Coping skills: There are many techniques you can learn to help ease tension, anxiety and pain, including relaxation, visualization, meditation and biofeedback, as well as minimizing negative self talk, hopelessness and victimization.

Complementary therapies: Some people with fibromyalgia have gotten relief from such therapies as massage, movement therapies (such as Pilates, Yoga or Tai Chi) among others.

• trigger point injections with lidocaine

• physical therapy

• occupational therapy

• acupuncture/acupressure

• relaxation/biofeedback techniques

• osteopathic manipulation

• chiropractic care

• therapeutic massage

Your doctor can tailor your treatment plan to meet your individual needs. Some people with fibromyalgia have mild symptoms and need very little treatment once they understand what fibromyalgia is and how to avoid what worsens their condition. Other people, however, require a comprehensive care program, involving medication, exercise and training to help them cope with pain.

Who is at risk?

The typical fibromyalgia patient is a woman between the ages of 30 and 50 years. Prevalence studies in the United States indicate that fibromyalgia affects about three to five percent of adult women and about 0.5 percent of adult men. Prevalence increases with age but the syndrome is also seen in children.

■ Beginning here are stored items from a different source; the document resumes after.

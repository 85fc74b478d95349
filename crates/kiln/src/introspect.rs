//! Reading the live shape of tables back from PostgreSQL.
//!
//! Only the tables kiln is asked about are loaded, from the connection's
//! current schema. Native types are mapped back to [`AbstractType`]s so
//! that the result compares directly with the declared shape.

use crate::traced::{Connection, ConnectionExt};
use crate::Result;
use indexmap::IndexMap;
use kiln_db_schema::{AbstractType, Column, ForeignKey, Index, ReferentialAction, Schema, Table};

const COLUMNS_QUERY: &str = r#"
SELECT c.table_name::text,
       c.column_name::text,
       c.data_type::text,
       c.character_maximum_length::int4,
       c.numeric_precision::int4,
       c.numeric_scale::int4,
       c.is_nullable::text = 'YES',
       c.column_default::text
FROM information_schema.columns c
WHERE c.table_schema = current_schema()
  AND c.table_name = ANY($1::text[])
ORDER BY c.table_name, c.ordinal_position
"#;

const PRIMARY_KEYS_QUERY: &str = r#"
SELECT tc.table_name::text, kcu.column_name::text
FROM information_schema.table_constraints tc
JOIN information_schema.key_column_usage kcu
  ON tc.constraint_name = kcu.constraint_name
 AND tc.table_schema = kcu.table_schema
 AND tc.table_name = kcu.table_name
WHERE tc.constraint_type = 'PRIMARY KEY'
  AND tc.table_schema = current_schema()
  AND tc.table_name = ANY($1::text[])
ORDER BY tc.table_name, kcu.ordinal_position
"#;

const INDEXES_QUERY: &str = r#"
SELECT t.relname::text,
       i.relname::text,
       ix.indisunique,
       array_agg(a.attname::text ORDER BY k.ord)
FROM pg_index ix
JOIN pg_class t ON t.oid = ix.indrelid
JOIN pg_class i ON i.oid = ix.indexrelid
JOIN pg_namespace n ON n.oid = t.relnamespace
CROSS JOIN LATERAL unnest(ix.indkey::int2[]) WITH ORDINALITY AS k(attnum, ord)
JOIN pg_attribute a ON a.attrelid = t.oid AND a.attnum = k.attnum
WHERE n.nspname = current_schema()
  AND t.relname = ANY($1::text[])
  AND NOT ix.indisprimary
GROUP BY t.relname, i.relname, ix.indisunique
ORDER BY t.relname, i.relname
"#;

const FOREIGN_KEYS_QUERY: &str = r#"
SELECT t.relname::text,
       con.conname::text,
       rt.relname::text,
       array(SELECT a.attname::text
             FROM unnest(con.conkey) WITH ORDINALITY AS k(attnum, ord)
             JOIN pg_attribute a ON a.attrelid = con.conrelid AND a.attnum = k.attnum
             ORDER BY k.ord),
       array(SELECT a.attname::text
             FROM unnest(con.confkey) WITH ORDINALITY AS k(attnum, ord)
             JOIN pg_attribute a ON a.attrelid = con.confrelid AND a.attnum = k.attnum
             ORDER BY k.ord),
       con.confdeltype::text,
       con.confupdtype::text
FROM pg_constraint con
JOIN pg_class t ON t.oid = con.conrelid
JOIN pg_class rt ON rt.oid = con.confrelid
JOIN pg_namespace n ON n.oid = t.relnamespace
WHERE con.contype = 'f'
  AND n.nspname = current_schema()
  AND t.relname = ANY($1::text[])
ORDER BY t.relname, con.conname
"#;

/// Load the named tables from the database.
///
/// Tables that don't exist are simply absent from the result; the others
/// keep the order of `tables`.
pub async fn load_schema<C: Connection>(conn: &C, tables: &[String]) -> Result<Schema> {
    let conn = conn.traced();
    let names: Vec<&str> = tables.iter().map(String::as_str).collect();

    let mut loaded: IndexMap<String, Table> = IndexMap::new();

    for row in conn.query(COLUMNS_QUERY, &[&names]).await? {
        let table: String = row.try_get(0)?;
        let name: String = row.try_get(1)?;
        let data_type: String = row.try_get(2)?;
        let native = NativeType {
            data_type: &data_type,
            length: row.try_get(3)?,
            precision: row.try_get(4)?,
            scale: row.try_get(5)?,
        };
        let nullable: bool = row.try_get(6)?;
        let default: Option<String> = row.try_get(7)?;

        let Some(column) = live_column(&table, name, &native, nullable, default.as_deref()) else {
            continue;
        };
        loaded
            .entry(table.clone())
            .or_insert_with(|| Table::new(table))
            .columns
            .push(column);
    }

    for row in conn.query(PRIMARY_KEYS_QUERY, &[&names]).await? {
        let table: String = row.try_get(0)?;
        let column: String = row.try_get(1)?;
        if let Some(col) = loaded
            .get_mut(&table)
            .and_then(|t| t.columns.iter_mut().find(|c| c.name == column))
        {
            col.primary_key = true;
        }
    }

    for row in conn.query(INDEXES_QUERY, &[&names]).await? {
        let table: String = row.try_get(0)?;
        let index = Index {
            name: row.try_get(1)?,
            unique: row.try_get(2)?,
            columns: row.try_get(3)?,
        };
        if let Some(t) = loaded.get_mut(&table) {
            t.indices.push(index);
        }
    }

    for row in conn.query(FOREIGN_KEYS_QUERY, &[&names]).await? {
        let table: String = row.try_get(0)?;
        let on_delete: String = row.try_get(5)?;
        let on_update: String = row.try_get(6)?;
        let fk = ForeignKey {
            name: row.try_get(1)?,
            references_table: row.try_get(2)?,
            columns: row.try_get(3)?,
            references_columns: row.try_get(4)?,
            on_delete: map_action(&on_delete),
            on_update: map_action(&on_update),
        };
        if let Some(t) = loaded.get_mut(&table) {
            t.foreign_keys.push(fk);
        }
    }

    let schema: Schema = tables
        .iter()
        .filter_map(|name| loaded.shift_remove(name))
        .collect();
    tracing::debug!(
        requested = tables.len(),
        found = schema.tables.len(),
        "introspected tables"
    );
    Ok(schema)
}

/// Build a live column, or skip it with a warning when its type has no
/// abstract counterpart. Such columns are left alone by every push.
fn live_column(
    table: &str,
    name: String,
    native: &NativeType<'_>,
    nullable: bool,
    default: Option<&str>,
) -> Option<Column> {
    let Some((abstract_type, default)) = map_type(native, default) else {
        tracing::warn!(
            table,
            column = %name,
            data_type = native.data_type,
            "skipping column of unsupported type"
        );
        return None;
    };
    Some(Column {
        name,
        abstract_type,
        nullable,
        default,
        primary_key: false,
    })
}

/// A column type as `information_schema.columns` reports it.
struct NativeType<'a> {
    data_type: &'a str,
    length: Option<i32>,
    precision: Option<i32>,
    scale: Option<i32>,
}

/// Map a native type and default back to an abstract type and the default
/// kiln would have declared.
///
/// Integer columns fed by a sequence are serial columns, whose default is
/// implied by the type.
fn map_type(native: &NativeType<'_>, default: Option<&str>) -> Option<(AbstractType, Option<String>)> {
    let serial = default.is_some_and(|d| d.starts_with("nextval("));

    let abstract_type = match native.data_type {
        "integer" if serial => AbstractType::Primary,
        "bigint" if serial => AbstractType::BigPrimary,
        "smallint" => AbstractType::SmallInteger,
        "integer" => AbstractType::Integer,
        "bigint" => AbstractType::BigInteger,
        "boolean" => AbstractType::Boolean,
        "real" => AbstractType::Float,
        "double precision" => AbstractType::Double,
        "numeric" => AbstractType::Decimal {
            precision: native.precision.and_then(|p| u8::try_from(p).ok()).unwrap_or(0),
            scale: native.scale.and_then(|s| u8::try_from(s).ok()).unwrap_or(0),
        },
        "character varying" => {
            AbstractType::String(native.length.and_then(|l| u16::try_from(l).ok()).unwrap_or(255))
        }
        "text" => AbstractType::Text,
        "bytea" => AbstractType::Binary,
        "date" => AbstractType::Date,
        "time without time zone" => AbstractType::Time,
        "timestamp with time zone" => AbstractType::Timestamp,
        "json" | "jsonb" => AbstractType::Json,
        "uuid" => AbstractType::Uuid,
        _ => return None,
    };

    let default = if abstract_type.is_auto_increment() {
        None
    } else {
        default.map(normalize_default)
    };

    Some((abstract_type, default))
}

/// Strip the cast PostgreSQL appends to literal defaults:
/// `'draft'::character varying` becomes `'draft'`.
fn normalize_default(default: &str) -> String {
    let Some(rest) = default.strip_prefix('\'') else {
        return default.to_string();
    };

    // find the closing quote, skipping '' escapes
    let bytes = rest.as_bytes();
    let mut i = 0;
    while i < bytes.len() {
        if bytes[i] == b'\'' {
            if bytes.get(i + 1) == Some(&b'\'') {
                i += 2;
                continue;
            }
            let literal = &default[..i + 2];
            return if default[i + 2..].starts_with("::") {
                literal.to_string()
            } else {
                default.to_string()
            };
        }
        i += 1;
    }
    default.to_string()
}

fn map_action(code: &str) -> ReferentialAction {
    match code {
        "c" => ReferentialAction::Cascade,
        "r" => ReferentialAction::Restrict,
        "n" => ReferentialAction::SetNull,
        "a" => ReferentialAction::NoAction,
        other => {
            tracing::warn!(code = %other, "unsupported referential action, treating as NO ACTION");
            ReferentialAction::NoAction
        }
    }
}

#[cfg(test)]
mod tests {
    use super::*;

    fn native(data_type: &str) -> NativeType<'_> {
        NativeType {
            data_type,
            length: None,
            precision: None,
            scale: None,
        }
    }

    #[test]
    fn test_serial_columns() {
        assert_eq!(
            map_type(&native("integer"), Some("nextval('user_id_seq'::regclass)")),
            Some((AbstractType::Primary, None))
        );
        assert_eq!(
            map_type(&native("bigint"), Some("nextval('post_id_seq'::regclass)")),
            Some((AbstractType::BigPrimary, None))
        );
        assert_eq!(
            map_type(&native("integer"), Some("0")),
            Some((AbstractType::Integer, Some("0".to_string())))
        );
    }

    #[test]
    fn test_sized_types() {
        let varchar = NativeType {
            length: Some(32),
            ..native("character varying")
        };
        assert_eq!(
            map_type(&varchar, None),
            Some((AbstractType::String(32), None))
        );

        let numeric = NativeType {
            precision: Some(10),
            scale: Some(2),
            ..native("numeric")
        };
        assert_eq!(
            map_type(&numeric, None),
            Some((
                AbstractType::Decimal {
                    precision: 10,
                    scale: 2
                },
                None
            ))
        );
    }

    #[test]
    fn test_unsupported_type() {
        assert_eq!(map_type(&native("tsvector"), None), None);
    }

    #[test]
    fn test_unsupported_column_is_skipped() {
        let search = live_column("post", "search".to_string(), &native("tsvector"), true, None);
        assert_eq!(search, None);

        let title = live_column("post", "title".to_string(), &native("text"), false, None);
        assert_eq!(
            title.map(|c| (c.name, c.abstract_type, c.nullable)),
            Some(("title".to_string(), AbstractType::Text, false))
        );
    }

    #[test]
    fn test_normalize_default() {
        assert_eq!(normalize_default("'draft'::character varying"), "'draft'");
        assert_eq!(normalize_default("'it''s'::text"), "'it''s'");
        assert_eq!(normalize_default("'{}'::jsonb"), "'{}'");
        assert_eq!(normalize_default("now()"), "now()");
        assert_eq!(normalize_default("'plain'"), "'plain'");
        assert_eq!(normalize_default("true"), "true");
    }

    #[test]
    fn test_map_action() {
        assert_eq!(map_action("c"), ReferentialAction::Cascade);
        assert_eq!(map_action("r"), ReferentialAction::Restrict);
        assert_eq!(map_action("n"), ReferentialAction::SetNull);
        assert_eq!(map_action("a"), ReferentialAction::NoAction);
        assert_eq!(map_action("d"), ReferentialAction::NoAction);
    }
}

People with established autoimmune disorders may experience symptoms of fibromyalgia. Studies have suggested that up to 25 percent people with systemic inflammatory disorders, such as systemic lupus erythematosus, rheumatoid arthritis and ankylosing spondylitis, also meet criteria for fibromyalgia.

Prognosis:

Fibromyalgia is a common and chronic problem. The symptoms sometimes improve. At other times, the symptoms may worsen and continue for months or years. The key is seeking professional help which includes a multi-faceted approach to the management and treatment of the disease. There is no proof that fibromyalgia syndrome results in an increased death rate.

Complications:

Conditions reported as associated with fibromyalgia or that mimic its symptoms include: rheumatoid arthritis, hypothyroidism, cervical and low-back degenerative disease, Lyme disease, chronic fatigue syndrome, sleep disorders, depression, cancer, and HIV infection. Call your health-care provider if symptoms of fibromyalgia develop.

Prevention:

There is no proven prevention for this disorder. However, over the years, the treatment and management of the disease has improved.

Disclaimer:

The information provided herein should not be used during any medical emergency or for the diagnosis or treatment of any medical condition. A licensed physician should be consulted for diagnosis and treatment of any and all medical conditions. Call 911 for all medical emergencies.